Records from a data collection:

==================================================

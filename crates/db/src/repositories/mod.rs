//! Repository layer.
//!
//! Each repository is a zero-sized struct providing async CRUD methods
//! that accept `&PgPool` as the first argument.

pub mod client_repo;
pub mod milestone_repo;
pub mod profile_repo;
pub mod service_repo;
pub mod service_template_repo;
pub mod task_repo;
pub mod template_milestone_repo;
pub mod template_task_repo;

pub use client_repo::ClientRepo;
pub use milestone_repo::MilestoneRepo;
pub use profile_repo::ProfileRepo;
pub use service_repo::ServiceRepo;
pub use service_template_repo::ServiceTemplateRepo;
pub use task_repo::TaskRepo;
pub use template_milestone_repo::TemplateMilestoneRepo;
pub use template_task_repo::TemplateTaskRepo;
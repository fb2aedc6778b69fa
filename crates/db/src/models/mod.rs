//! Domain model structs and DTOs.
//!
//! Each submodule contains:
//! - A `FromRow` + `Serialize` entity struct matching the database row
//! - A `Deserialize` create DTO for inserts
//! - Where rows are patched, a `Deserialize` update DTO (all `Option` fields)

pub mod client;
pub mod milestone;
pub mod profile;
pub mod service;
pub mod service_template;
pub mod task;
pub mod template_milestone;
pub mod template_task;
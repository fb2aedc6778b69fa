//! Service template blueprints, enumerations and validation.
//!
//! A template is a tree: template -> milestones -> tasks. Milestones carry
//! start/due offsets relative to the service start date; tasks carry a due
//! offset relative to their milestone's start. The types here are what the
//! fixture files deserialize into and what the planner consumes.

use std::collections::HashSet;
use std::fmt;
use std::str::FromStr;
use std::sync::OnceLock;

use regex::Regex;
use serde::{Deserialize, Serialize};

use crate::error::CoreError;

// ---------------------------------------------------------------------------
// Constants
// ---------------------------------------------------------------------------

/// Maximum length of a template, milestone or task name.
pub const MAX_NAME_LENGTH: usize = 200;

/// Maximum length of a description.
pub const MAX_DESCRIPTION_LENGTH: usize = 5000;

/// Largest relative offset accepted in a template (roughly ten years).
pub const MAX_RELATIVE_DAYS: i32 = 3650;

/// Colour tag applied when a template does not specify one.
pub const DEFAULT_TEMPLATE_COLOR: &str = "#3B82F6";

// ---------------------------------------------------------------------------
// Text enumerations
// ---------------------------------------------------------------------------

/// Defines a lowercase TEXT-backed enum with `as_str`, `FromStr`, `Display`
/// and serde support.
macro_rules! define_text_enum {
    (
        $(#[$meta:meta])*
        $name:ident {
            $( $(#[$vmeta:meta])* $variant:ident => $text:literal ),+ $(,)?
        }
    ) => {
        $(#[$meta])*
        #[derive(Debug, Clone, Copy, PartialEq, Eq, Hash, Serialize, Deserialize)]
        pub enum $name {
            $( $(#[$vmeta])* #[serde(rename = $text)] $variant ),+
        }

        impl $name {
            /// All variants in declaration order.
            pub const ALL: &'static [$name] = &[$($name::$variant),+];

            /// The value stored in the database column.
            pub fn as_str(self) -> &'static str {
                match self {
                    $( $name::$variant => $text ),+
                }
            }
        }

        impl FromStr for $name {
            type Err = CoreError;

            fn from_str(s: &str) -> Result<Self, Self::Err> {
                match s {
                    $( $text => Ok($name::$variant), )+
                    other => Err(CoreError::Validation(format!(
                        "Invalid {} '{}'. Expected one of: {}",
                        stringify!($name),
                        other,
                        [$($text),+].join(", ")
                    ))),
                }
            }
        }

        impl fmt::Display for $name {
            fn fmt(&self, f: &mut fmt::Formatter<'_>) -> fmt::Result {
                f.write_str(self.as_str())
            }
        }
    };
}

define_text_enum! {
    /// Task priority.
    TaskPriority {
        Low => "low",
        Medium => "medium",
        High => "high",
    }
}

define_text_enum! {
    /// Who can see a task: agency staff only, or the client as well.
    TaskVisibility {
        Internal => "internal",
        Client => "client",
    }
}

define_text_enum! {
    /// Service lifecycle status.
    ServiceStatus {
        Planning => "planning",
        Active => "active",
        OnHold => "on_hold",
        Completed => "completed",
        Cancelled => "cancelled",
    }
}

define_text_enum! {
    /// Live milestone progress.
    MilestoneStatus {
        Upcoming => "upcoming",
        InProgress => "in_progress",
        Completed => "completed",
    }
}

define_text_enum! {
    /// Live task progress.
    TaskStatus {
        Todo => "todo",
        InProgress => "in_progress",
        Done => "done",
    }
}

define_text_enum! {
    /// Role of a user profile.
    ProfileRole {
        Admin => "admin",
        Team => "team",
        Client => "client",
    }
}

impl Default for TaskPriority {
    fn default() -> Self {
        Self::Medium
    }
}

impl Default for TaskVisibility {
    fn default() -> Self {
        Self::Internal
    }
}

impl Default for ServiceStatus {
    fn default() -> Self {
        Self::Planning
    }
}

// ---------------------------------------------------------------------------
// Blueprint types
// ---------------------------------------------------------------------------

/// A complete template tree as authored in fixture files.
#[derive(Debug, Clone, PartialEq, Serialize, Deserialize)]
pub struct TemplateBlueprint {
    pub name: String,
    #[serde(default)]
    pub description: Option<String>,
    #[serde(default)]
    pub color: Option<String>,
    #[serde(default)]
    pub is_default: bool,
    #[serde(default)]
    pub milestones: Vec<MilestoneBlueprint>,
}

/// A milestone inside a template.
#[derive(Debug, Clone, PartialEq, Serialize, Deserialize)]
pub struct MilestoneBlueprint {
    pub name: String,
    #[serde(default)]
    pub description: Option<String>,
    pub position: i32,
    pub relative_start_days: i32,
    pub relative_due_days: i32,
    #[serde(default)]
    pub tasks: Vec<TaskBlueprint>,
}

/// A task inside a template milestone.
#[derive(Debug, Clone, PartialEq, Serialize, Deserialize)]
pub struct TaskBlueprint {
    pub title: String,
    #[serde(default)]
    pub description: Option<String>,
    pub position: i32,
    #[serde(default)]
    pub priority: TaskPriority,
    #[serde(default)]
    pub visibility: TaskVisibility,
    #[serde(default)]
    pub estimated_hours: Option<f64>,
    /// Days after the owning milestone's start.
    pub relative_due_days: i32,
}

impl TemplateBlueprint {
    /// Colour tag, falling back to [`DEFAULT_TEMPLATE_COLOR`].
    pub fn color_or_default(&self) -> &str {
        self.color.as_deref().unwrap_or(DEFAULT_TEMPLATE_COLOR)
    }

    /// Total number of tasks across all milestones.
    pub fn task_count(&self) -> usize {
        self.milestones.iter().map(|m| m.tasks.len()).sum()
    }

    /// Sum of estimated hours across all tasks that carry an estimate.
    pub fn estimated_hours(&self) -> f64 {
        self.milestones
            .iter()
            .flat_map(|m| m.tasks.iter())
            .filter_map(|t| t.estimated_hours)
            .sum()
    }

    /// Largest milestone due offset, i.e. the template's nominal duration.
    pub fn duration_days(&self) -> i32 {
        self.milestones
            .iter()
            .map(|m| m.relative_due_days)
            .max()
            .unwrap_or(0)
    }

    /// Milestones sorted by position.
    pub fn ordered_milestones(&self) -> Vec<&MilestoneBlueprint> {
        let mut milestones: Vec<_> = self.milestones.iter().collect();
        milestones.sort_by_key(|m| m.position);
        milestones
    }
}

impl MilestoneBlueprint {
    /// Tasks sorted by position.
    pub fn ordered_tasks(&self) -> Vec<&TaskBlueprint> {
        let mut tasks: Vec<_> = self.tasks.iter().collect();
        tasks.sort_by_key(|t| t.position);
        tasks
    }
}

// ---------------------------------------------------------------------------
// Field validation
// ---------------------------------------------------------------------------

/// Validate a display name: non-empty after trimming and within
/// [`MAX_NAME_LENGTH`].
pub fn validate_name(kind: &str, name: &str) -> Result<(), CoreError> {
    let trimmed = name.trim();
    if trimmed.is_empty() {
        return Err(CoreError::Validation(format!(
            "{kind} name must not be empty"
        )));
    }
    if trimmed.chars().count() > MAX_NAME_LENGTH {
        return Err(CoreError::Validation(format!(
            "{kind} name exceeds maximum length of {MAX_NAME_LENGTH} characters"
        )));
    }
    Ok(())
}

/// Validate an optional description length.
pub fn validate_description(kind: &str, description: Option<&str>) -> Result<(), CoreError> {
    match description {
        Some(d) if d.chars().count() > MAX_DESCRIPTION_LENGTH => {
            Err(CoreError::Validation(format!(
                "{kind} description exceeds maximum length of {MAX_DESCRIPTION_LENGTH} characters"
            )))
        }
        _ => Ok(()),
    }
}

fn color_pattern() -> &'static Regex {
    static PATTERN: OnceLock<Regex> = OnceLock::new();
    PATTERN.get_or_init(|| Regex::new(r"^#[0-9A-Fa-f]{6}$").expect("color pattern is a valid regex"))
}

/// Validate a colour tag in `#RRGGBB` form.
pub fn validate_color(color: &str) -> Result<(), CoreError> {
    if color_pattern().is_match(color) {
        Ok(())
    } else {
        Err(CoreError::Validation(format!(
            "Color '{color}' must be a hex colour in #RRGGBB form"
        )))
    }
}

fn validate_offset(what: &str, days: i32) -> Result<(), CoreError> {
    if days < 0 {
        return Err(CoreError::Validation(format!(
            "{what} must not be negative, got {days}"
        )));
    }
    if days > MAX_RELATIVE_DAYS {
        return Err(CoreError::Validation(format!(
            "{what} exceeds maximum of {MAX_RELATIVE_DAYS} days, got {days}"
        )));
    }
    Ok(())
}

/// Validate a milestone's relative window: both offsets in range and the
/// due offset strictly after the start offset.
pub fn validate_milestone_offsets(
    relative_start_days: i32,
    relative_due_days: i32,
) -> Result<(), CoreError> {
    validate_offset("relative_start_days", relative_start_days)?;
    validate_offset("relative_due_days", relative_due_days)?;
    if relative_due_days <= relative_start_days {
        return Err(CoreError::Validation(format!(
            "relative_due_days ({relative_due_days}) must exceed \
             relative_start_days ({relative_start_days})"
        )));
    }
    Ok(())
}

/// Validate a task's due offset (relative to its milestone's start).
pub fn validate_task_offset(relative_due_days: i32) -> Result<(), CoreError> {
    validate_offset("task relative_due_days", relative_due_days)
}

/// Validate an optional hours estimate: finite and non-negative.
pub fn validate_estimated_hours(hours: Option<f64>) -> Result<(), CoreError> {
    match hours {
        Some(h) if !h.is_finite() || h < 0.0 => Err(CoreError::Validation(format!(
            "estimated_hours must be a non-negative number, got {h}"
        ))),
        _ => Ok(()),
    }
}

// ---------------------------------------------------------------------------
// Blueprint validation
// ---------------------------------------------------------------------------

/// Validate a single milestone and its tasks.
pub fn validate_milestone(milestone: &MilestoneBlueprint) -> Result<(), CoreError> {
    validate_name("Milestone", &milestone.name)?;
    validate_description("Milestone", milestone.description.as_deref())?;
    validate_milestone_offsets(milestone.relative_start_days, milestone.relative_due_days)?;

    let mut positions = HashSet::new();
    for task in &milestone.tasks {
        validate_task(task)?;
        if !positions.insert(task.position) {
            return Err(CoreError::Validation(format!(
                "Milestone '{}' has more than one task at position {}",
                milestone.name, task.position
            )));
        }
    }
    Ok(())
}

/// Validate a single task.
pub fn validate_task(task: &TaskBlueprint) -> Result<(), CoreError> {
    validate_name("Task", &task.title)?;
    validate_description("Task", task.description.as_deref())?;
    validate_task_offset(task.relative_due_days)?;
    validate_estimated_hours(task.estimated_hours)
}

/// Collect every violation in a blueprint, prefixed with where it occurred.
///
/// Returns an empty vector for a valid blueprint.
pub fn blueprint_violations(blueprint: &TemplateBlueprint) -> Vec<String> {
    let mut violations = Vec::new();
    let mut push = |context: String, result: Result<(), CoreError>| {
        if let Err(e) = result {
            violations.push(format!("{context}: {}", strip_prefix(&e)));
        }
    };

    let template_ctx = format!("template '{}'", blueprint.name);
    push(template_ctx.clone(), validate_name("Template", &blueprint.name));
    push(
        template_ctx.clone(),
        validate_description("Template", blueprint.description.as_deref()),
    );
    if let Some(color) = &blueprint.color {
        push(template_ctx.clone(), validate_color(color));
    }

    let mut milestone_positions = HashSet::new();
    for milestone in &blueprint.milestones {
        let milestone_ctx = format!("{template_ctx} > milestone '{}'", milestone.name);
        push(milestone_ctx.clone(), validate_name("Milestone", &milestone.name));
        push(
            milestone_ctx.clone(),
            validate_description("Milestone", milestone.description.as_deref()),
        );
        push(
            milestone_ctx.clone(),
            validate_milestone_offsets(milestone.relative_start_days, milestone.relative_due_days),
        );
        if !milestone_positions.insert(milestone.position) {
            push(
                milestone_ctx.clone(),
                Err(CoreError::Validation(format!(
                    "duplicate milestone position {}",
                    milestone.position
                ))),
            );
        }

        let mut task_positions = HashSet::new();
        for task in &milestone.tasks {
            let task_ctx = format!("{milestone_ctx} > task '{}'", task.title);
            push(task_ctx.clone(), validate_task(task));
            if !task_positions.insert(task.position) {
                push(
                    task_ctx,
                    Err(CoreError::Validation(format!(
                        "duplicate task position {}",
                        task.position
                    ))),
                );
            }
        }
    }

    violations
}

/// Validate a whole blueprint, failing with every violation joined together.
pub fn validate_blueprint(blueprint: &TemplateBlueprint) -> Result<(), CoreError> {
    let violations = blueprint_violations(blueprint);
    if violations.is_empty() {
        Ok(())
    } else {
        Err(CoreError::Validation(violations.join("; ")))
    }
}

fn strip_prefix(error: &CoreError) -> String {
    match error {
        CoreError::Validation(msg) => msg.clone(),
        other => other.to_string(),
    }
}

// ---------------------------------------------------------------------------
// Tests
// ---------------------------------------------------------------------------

==================================================

ASSIGNMENT —
From the very first line of the data through the line with "pub use service_template_repo::ServiceTemplateRepo;" in it, please reproduce each line exactly and output nothing more.

RESPONSE AREA —
filename crates/db/src/repositories/mod.rs
//! Repository layer.
//!
//! Each repository is a zero-sized struct providing async CRUD methods
//! that accept `&PgPool` as the first argument.

pub mod client_repo;
pub mod milestone_repo;
pub mod profile_repo;
pub mod service_repo;
pub mod service_template_repo;
pub mod task_repo;
pub mod template_milestone_repo;
pub mod template_task_repo;

pub use client_repo::ClientRepo;
pub use milestone_repo::MilestoneRepo;
pub use profile_repo::ProfileRepo;
pub use service_repo::ServiceRepo;
pub use service_template_repo::ServiceTemplateRepo;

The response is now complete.